What you have to do. Two lines below mark the span: the one containing "impl Default for" and the one containing "Bytes still available". Set down both, plus every line between, exactly as they stand, and nothing else.

Listed entries Block Start

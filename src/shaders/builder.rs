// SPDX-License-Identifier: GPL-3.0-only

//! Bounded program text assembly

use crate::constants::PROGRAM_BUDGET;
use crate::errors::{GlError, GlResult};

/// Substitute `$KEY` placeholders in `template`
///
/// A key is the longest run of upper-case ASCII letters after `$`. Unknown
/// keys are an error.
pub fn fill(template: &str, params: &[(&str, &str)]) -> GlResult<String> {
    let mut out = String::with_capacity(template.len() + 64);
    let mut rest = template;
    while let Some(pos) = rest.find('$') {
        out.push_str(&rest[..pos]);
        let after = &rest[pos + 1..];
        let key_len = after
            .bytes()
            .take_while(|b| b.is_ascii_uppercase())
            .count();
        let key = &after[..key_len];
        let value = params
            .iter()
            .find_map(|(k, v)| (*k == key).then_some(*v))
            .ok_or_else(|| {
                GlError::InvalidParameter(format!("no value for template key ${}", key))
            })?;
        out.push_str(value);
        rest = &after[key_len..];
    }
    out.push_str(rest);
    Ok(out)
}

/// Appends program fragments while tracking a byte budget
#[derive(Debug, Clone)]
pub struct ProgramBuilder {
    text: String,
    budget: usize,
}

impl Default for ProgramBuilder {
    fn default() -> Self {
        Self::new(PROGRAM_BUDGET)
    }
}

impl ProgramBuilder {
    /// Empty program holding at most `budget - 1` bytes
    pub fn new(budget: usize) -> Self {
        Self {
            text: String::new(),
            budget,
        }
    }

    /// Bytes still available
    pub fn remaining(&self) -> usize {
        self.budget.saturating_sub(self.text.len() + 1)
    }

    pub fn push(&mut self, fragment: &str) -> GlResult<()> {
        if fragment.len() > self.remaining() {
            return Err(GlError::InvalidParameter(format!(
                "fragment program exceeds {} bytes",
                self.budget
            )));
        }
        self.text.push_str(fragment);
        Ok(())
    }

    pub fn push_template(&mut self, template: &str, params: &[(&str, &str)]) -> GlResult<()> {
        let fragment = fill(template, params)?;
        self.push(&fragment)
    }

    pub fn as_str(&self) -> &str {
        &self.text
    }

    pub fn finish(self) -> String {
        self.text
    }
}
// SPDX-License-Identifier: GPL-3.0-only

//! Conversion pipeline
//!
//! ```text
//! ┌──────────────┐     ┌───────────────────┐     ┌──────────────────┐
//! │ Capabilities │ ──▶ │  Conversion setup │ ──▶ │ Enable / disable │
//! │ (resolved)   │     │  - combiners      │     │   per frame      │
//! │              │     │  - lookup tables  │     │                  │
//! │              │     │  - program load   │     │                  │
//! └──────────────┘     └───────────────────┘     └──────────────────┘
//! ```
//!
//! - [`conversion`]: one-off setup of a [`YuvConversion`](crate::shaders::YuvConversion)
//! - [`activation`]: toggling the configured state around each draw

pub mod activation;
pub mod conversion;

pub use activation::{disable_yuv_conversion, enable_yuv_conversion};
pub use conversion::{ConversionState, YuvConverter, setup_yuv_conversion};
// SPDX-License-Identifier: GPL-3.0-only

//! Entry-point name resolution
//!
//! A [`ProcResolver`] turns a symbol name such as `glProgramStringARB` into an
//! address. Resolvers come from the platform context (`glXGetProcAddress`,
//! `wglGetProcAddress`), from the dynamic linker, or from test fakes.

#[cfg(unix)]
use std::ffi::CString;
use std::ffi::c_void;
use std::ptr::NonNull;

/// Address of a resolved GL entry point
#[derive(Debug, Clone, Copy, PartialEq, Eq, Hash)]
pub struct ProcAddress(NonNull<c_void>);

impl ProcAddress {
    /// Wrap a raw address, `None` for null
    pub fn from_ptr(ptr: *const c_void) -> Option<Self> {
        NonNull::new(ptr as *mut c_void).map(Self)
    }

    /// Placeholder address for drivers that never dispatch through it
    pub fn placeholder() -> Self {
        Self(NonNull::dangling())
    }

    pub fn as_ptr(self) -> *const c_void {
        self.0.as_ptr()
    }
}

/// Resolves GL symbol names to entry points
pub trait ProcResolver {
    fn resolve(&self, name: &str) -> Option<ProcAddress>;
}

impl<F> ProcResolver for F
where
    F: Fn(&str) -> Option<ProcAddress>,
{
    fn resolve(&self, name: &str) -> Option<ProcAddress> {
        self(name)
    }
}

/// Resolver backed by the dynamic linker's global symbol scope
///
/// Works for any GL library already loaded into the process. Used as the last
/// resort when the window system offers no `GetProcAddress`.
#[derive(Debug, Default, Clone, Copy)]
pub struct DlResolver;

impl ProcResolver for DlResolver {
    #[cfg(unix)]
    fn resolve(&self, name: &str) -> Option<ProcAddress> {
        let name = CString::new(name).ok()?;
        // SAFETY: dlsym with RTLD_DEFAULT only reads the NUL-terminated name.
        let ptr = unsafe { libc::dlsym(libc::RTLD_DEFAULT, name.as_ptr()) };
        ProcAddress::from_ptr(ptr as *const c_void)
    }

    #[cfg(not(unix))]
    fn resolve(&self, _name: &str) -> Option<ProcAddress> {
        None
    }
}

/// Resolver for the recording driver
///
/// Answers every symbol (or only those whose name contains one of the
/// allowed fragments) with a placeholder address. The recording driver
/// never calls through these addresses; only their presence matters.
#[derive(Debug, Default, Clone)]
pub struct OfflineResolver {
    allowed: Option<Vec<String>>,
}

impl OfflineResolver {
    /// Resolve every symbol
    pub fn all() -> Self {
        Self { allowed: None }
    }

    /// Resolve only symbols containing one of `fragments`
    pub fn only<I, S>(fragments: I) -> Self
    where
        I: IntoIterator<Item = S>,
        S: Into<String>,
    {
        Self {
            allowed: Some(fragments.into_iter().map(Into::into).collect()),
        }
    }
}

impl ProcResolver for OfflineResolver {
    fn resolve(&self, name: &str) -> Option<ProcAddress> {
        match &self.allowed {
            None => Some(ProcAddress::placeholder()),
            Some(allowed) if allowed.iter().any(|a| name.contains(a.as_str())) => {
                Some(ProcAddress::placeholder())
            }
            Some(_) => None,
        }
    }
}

Listed entries Block End
Listed entries Block Start

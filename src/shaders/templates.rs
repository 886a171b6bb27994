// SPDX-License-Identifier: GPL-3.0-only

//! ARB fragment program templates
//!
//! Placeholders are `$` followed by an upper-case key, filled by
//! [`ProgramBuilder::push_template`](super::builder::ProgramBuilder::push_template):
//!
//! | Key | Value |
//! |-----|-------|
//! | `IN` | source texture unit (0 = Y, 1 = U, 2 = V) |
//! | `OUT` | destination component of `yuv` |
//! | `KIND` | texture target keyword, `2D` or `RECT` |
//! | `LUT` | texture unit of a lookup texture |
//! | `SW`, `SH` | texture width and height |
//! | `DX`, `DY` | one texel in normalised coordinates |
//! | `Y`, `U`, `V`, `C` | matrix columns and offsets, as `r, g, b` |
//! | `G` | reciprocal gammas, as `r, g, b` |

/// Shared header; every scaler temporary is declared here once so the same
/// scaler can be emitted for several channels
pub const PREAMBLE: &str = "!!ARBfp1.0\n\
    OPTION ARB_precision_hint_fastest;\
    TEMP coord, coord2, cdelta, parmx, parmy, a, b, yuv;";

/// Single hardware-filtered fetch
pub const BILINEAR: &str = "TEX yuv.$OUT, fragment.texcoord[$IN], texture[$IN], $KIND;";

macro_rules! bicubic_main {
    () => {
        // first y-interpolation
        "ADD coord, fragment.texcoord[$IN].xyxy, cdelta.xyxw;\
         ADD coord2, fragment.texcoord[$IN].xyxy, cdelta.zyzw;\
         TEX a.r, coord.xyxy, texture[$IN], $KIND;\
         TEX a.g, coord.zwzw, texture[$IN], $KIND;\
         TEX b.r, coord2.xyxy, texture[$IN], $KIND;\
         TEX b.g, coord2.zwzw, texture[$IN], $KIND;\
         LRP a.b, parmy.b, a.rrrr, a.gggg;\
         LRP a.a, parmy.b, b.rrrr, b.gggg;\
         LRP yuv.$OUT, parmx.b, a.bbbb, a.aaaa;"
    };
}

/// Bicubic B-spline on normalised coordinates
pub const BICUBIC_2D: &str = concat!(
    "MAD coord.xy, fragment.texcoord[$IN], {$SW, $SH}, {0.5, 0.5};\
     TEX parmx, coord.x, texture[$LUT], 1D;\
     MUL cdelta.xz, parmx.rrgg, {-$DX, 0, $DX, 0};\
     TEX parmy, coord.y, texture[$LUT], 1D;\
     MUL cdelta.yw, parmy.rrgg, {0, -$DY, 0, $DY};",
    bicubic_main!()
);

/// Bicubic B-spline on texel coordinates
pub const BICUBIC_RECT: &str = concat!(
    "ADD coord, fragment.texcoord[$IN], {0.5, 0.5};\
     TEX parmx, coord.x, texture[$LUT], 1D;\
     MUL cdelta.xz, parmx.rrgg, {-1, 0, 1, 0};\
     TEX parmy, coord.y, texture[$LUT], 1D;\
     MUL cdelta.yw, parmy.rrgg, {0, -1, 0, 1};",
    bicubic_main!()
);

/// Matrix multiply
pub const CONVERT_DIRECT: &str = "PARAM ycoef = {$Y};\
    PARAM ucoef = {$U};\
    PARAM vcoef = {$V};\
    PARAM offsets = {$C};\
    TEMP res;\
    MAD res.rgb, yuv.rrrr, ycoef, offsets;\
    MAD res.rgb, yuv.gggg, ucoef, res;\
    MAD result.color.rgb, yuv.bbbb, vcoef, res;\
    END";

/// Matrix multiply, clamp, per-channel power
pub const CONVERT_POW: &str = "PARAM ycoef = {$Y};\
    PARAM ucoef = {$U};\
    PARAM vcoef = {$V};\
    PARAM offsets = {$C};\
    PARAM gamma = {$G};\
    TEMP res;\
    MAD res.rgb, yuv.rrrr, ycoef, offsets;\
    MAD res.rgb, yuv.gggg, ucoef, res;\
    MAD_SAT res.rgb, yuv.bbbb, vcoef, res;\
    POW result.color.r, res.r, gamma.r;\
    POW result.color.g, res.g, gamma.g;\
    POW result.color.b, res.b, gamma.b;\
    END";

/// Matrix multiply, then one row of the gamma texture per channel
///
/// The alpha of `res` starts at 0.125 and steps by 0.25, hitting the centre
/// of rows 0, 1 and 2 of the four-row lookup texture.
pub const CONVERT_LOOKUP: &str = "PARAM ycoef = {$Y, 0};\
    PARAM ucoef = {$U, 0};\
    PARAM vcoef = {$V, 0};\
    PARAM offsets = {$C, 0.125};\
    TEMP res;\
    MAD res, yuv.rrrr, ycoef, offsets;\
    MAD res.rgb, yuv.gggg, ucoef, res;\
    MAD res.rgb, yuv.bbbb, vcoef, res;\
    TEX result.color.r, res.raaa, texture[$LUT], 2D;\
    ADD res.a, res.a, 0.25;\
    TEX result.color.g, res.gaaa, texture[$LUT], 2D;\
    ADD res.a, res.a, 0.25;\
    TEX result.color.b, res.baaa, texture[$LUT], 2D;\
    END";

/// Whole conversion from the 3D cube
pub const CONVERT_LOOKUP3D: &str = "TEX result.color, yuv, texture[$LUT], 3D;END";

Listed entries Block End

Result of the exercise.
impl Default for ProgramBuilder {
    fn default() -> Self {
        Self::new(PROGRAM_BUDGET)
    }
}

impl ProgramBuilder {
    /// Empty program holding at most `budget - 1` bytes
    pub fn new(budget: usize) -> Self {
        Self {
            text: String::new(),
            budget,
        }
    }

    /// Bytes still available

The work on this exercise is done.